What is required> From the records below, pull each line that has "Lifecycle".

Stored data entries>
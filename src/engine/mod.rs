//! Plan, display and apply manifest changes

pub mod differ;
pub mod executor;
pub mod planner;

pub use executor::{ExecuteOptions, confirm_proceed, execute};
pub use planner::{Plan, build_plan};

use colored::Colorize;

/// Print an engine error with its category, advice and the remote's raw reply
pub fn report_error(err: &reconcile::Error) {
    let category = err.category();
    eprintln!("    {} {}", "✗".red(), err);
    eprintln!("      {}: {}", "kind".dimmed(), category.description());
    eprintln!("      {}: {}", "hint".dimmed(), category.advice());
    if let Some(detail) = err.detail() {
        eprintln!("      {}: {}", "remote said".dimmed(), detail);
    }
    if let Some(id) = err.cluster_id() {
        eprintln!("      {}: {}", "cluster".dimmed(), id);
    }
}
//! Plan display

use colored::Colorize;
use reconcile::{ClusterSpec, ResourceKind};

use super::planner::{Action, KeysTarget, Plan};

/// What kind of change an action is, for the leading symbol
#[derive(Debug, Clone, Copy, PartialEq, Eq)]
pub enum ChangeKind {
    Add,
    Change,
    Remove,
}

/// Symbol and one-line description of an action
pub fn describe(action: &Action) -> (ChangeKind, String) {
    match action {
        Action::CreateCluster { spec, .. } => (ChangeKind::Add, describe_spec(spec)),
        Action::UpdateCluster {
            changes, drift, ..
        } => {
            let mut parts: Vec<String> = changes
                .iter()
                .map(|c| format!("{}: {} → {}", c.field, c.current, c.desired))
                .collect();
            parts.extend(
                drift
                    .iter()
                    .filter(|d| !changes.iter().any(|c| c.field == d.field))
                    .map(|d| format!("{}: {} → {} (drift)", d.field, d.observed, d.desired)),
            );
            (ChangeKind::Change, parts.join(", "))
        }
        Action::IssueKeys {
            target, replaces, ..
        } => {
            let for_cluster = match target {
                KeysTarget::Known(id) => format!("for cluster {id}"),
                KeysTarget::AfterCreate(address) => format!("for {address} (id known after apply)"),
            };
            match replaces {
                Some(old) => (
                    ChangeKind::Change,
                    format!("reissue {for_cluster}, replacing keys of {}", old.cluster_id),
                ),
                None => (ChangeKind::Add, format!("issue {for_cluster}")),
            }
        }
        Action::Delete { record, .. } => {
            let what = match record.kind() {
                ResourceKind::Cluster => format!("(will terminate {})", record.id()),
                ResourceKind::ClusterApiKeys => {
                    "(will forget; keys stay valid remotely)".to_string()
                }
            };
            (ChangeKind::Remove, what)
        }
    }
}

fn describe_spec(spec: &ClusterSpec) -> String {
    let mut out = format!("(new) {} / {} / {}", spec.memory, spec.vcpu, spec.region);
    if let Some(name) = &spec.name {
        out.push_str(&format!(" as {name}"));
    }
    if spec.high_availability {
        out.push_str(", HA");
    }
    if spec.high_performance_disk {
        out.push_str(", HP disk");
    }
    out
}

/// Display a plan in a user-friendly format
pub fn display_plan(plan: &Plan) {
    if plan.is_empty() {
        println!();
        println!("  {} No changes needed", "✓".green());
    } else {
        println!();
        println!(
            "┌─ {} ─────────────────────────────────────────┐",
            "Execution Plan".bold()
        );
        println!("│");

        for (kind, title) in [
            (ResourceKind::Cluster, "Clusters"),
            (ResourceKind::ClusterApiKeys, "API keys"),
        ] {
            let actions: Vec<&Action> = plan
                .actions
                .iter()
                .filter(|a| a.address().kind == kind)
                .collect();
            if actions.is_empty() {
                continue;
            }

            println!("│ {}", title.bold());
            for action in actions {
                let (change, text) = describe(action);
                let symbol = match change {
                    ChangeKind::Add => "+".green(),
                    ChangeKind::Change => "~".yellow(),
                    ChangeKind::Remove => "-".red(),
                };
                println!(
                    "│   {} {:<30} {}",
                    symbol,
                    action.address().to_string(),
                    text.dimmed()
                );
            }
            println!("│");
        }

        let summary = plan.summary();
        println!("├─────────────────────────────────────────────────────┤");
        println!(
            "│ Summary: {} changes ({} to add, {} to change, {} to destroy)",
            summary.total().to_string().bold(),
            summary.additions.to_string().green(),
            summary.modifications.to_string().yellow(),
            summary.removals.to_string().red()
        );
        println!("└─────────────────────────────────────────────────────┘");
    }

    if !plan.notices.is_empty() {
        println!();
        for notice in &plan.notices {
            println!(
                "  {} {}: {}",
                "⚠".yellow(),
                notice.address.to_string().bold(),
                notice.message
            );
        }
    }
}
==
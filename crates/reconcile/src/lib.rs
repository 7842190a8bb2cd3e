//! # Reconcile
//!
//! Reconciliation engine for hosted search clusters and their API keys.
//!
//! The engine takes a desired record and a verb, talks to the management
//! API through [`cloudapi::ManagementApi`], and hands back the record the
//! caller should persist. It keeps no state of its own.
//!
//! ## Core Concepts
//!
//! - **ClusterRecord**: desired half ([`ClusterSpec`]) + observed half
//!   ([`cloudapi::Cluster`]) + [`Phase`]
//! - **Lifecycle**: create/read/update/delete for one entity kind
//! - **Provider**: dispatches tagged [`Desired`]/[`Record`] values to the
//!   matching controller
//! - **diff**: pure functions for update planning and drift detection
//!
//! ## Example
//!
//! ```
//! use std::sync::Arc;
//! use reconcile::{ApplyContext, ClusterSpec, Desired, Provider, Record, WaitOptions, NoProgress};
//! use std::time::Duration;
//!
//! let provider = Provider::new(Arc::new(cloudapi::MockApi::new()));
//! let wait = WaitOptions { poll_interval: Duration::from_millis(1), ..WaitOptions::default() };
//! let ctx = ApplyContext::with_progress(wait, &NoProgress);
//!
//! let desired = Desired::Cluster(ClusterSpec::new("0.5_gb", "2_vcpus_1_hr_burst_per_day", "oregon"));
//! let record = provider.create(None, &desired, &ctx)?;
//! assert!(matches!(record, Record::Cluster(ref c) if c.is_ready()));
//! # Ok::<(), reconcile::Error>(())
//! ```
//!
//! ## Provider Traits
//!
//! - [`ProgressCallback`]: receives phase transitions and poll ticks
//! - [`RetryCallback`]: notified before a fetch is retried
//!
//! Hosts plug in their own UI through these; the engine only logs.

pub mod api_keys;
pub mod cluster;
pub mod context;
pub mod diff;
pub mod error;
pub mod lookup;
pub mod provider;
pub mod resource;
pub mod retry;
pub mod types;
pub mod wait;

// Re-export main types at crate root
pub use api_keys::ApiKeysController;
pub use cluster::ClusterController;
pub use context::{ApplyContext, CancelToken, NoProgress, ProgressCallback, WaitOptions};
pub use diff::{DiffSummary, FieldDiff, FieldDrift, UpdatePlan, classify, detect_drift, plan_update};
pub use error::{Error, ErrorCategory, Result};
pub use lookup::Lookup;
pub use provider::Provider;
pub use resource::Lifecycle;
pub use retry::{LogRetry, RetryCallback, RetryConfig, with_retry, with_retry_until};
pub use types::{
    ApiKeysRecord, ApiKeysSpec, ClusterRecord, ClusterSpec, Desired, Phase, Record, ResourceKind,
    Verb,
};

The completed task>
//! - **Lifecycle**: create/read/update/delete for one entity kind
pub use resource::Lifecycle;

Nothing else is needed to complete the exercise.